Collection entries:
+++

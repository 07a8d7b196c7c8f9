//! Control task and its cross-thread link.
//!
//! The control task is the single owner of the [`ControlManager`] and
//! therefore of every sensor and relay.  Other threads (console, web
//! handlers) talk to it only through a shared [`ControlLink`]:
//!
//! ```text
//! ┌──────────────┐  ControlCommand (Channel)   ┌──────────────────┐
//! │  Any thread  │────────────────────────────▶│                  │
//! │  (console,   │  run / stop (Signal)        │   Control task   │
//! │   web, ...)  │────────────────────────────▶│  (LocalExecutor) │
//! │              │◀────────────────────────────│                  │
//! └──────────────┘  Arc<TelemetrySnapshot>     └──────────────────┘
//! ```
//!
//! Run/stop travels on a [`Signal`] rather than the command channel so
//! a full queue can never swallow a stop.  The task sleeps on a reactor
//! timer until the earliest of: the next scheduled tick, the next pulse
//! deadline, or an incoming message.  No step ever blocks the thread,
//! so a stop lands in the middle of a CO2 pause.

use core::cell::RefCell;
use std::sync::Arc;

use embassy_sync::blocking_mutex::Mutex;
use embassy_sync::blocking_mutex::raw::CriticalSectionRawMutex;
use embassy_sync::channel::Channel;
use embassy_sync::signal::Signal;
use futures_lite::future;
use log::{info, warn};

use crate::adapters::log_sink::log_telemetry_row;
use crate::adapters::time::MonotonicClock;
use crate::app::commands::{ChannelMessage, ControlCommand, SetpointReport, SetpointUpdate};
use crate::app::ports::{ActuatorPort, EventSink, SensorPort, SettingsPort, TickDelegate, TickKind};
use crate::app::service::ControlManager;
use crate::app::telemetry::TelemetrySnapshot;
use crate::config::SystemConfig;
use crate::control::Parameter;
use crate::error::{ControlError, Result};
use crate::scheduler::Scheduler;

/// Channel depth for setpoint / enable commands.
pub const COMMAND_DEPTH: usize = 16;

// ───────────────────────────────────────────────────────────────
// ControlLink
// ───────────────────────────────────────────────────────────────

/// Thread-safe command and telemetry surface of the control task.
pub struct ControlLink {
    commands: Channel<CriticalSectionRawMutex, ControlCommand, COMMAND_DEPTH>,
    run: Signal<CriticalSectionRawMutex, bool>,
    shutdown: Signal<CriticalSectionRawMutex, ()>,
    snapshot: Mutex<CriticalSectionRawMutex, RefCell<Option<Arc<TelemetrySnapshot>>>>,
}

impl Default for ControlLink {
    fn default() -> Self {
        Self::new()
    }
}

impl ControlLink {
    pub fn new() -> Self {
        Self {
            commands: Channel::new(),
            run: Signal::new(),
            shutdown: Signal::new(),
            snapshot: Mutex::new(RefCell::new(None)),
        }
    }

    /// Validate every present field now and queue the valid ones.
    ///
    /// Invalid fields are reported without touching the task; a field
    /// that cannot be queued reports [`ControlError::CommandQueueFull`].
    pub fn put_setpoints(&self, update: &SetpointUpdate) -> SetpointReport {
        let mut report = update.validate();
        let accepted: heapless::Vec<(Parameter, f32), 4> = report.accepted().collect();
        for (parameter, value) in accepted {
            if let Err(e) = self.send(ControlCommand::SetSetpoint(parameter, value)) {
                report.set(parameter, Err(e));
            }
        }
        report
    }

    /// Enable or disable the loop named `name` (`"temperature"`, `"air_pump"`, ...).
    pub fn set_enabled(&self, name: &str, enabled: bool) -> Result<()> {
        let parameter: Parameter = name.parse()?;
        self.send(ControlCommand::SetEnabled(parameter, enabled))
    }

    /// Start or stop the incubator.  Never dropped; the latest request wins.
    pub fn set_running(&self, running: bool) {
        self.run.signal(running);
    }

    /// Apply a realtime channel message.
    pub fn handle_message(&self, message: ChannelMessage) {
        match message.into_command() {
            ControlCommand::SetRunning(running) => self.set_running(running),
            other => {
                if let Err(e) = self.send(other) {
                    warn!("channel message dropped: {e}");
                }
            }
        }
    }

    /// Latest published snapshot; `None` before the first tick.
    pub fn telemetry(&self) -> Option<Arc<TelemetrySnapshot>> {
        self.snapshot.lock(|cell| cell.borrow().clone())
    }

    /// Ask the control task to de-energise everything and exit.
    pub fn request_shutdown(&self) {
        self.shutdown.signal(());
    }

    fn send(&self, cmd: ControlCommand) -> Result<()> {
        self.commands
            .try_send(cmd)
            .map_err(|_| ControlError::CommandQueueFull)
    }

    fn publish(&self, snapshot: TelemetrySnapshot) {
        let snapshot = Arc::new(snapshot);
        self.snapshot.lock(|cell| *cell.borrow_mut() = Some(snapshot));
    }
}

// ───────────────────────────────────────────────────────────────
// Control task
// ───────────────────────────────────────────────────────────────

enum Wake {
    Shutdown,
    Run(bool),
    Command(ControlCommand),
    Timer,
}

/// Everything the control task owns.
pub struct ControlTask<S, A, P, E> {
    manager: ControlManager<S, A>,
    scheduler: Scheduler,
    clock: MonotonicClock,
    settings: P,
    sink: E,
    link: Arc<ControlLink>,
    fallback_wait_ms: u64,
}

/// Scheduler delegate borrowing the task's parts for one poll.
struct Cycle<'a, S, A, P, E> {
    manager: &'a mut ControlManager<S, A>,
    settings: &'a P,
    sink: &'a mut E,
}

impl<S, A, P, E> TickDelegate for Cycle<'_, S, A, P, E>
where
    S: SensorPort,
    A: ActuatorPort,
    P: SettingsPort,
    E: EventSink,
{
    fn on_tick(&mut self, kind: TickKind, now_ms: u64) {
        match kind {
            TickKind::Control => self.manager.tick(now_ms, &mut *self.sink),
            TickKind::TelemetryLog => log_telemetry_row(&self.manager.snapshot().to_frame()),
            TickKind::SettingsFlush => {
                self.manager.auto_save_if_needed(now_ms, self.settings);
            }
        }
    }
}

impl<S, A, P, E> ControlTask<S, A, P, E>
where
    S: SensorPort,
    A: ActuatorPort,
    P: SettingsPort,
    E: EventSink,
{
    /// Build the task; stored settings are restored if present.
    pub fn new(
        config: &SystemConfig,
        manager: ControlManager<S, A>,
        settings: P,
        sink: E,
        link: Arc<ControlLink>,
    ) -> Self {
        let mut manager = manager;
        match settings.load() {
            Ok(stored) => manager.restore_settings(&stored),
            Err(e) => info!("no stored settings ({e}), using defaults"),
        }
        Self {
            manager,
            scheduler: Scheduler::from_config(config),
            clock: MonotonicClock::new(),
            settings,
            sink,
            link,
            fallback_wait_ms: u64::from(config.control_interval_ms),
        }
    }

    pub fn manager(&self) -> &ControlManager<S, A> {
        &self.manager
    }

    /// Run until [`ControlLink::request_shutdown`].
    pub async fn run(mut self) -> ControlManager<S, A> {
        self.manager.start(&mut self.sink);
        info!("control task started");

        loop {
            let now = self.clock.uptime_ms();
            self.manager.service(now, &mut self.sink);
            let mut cycle = Cycle {
                manager: &mut self.manager,
                settings: &self.settings,
                sink: &mut self.sink,
            };
            self.scheduler.poll(now, &mut cycle);
            self.link.publish(self.manager.snapshot());

            let wake_at = [self.scheduler.next_due(now), self.manager.next_deadline()]
                .into_iter()
                .flatten()
                .min()
                .unwrap_or(now + self.fallback_wait_ms);

            match self.wait(wake_at).await {
                Wake::Shutdown => break,
                Wake::Run(running) => self.manager.set_running(running, &mut self.sink),
                Wake::Command(cmd) => {
                    if let Err(e) = self.manager.handle_command(cmd, &mut self.sink) {
                        warn!("command {:?} rejected: {}", cmd, e);
                    }
                }
                Wake::Timer => {}
            }
        }

        self.manager.set_running(false, &mut self.sink);
        self.manager.force_all_off(&mut self.sink);
        self.manager.force_save_if_dirty(&self.settings);
        self.link.publish(self.manager.snapshot());
        info!("control task stopped, all relays off");
        self.manager
    }

    /// Sleep until `wake_at_ms` or the first message, stop/shutdown first.
    async fn wait(&self, wake_at_ms: u64) -> Wake {
        let link = &*self.link;
        let deadline = self.clock.instant_at(wake_at_ms);
        future::or(
            async {
                link.shutdown.wait().await;
                Wake::Shutdown
            },
            future::or(
                async { Wake::Run(link.run.wait().await) },
                future::or(async { Wake::Command(link.commands.receive().await) }, async {
                    async_io_mini::Timer::at(deadline).await;
                    Wake::Timer
                }),
            ),
        )
        .await
    }
}

/// Drive a control task to completion on the current thread.
pub fn run_blocking<S, A, P, E>(task: ControlTask<S, A, P, E>) -> ControlManager<S, A>
where
    S: SensorPort,
    A: ActuatorPort,
    P: SettingsPort,
    E: EventSink,
{
    let executor: edge_executor::LocalExecutor<'_, 4> = edge_executor::LocalExecutor::new();
    future::block_on(executor.run(task.run()))
}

+++

EXERCISE PROMPT:
For every line above that includes the string "SetpointReport", copy the line.

RESPONSE TO THE EXERCISE:
use crate::app::commands::{ChannelMessage, ControlCommand, SetpointReport, SetpointUpdate};
    pub fn put_setpoints(&self, update: &SetpointUpdate) -> SetpointReport {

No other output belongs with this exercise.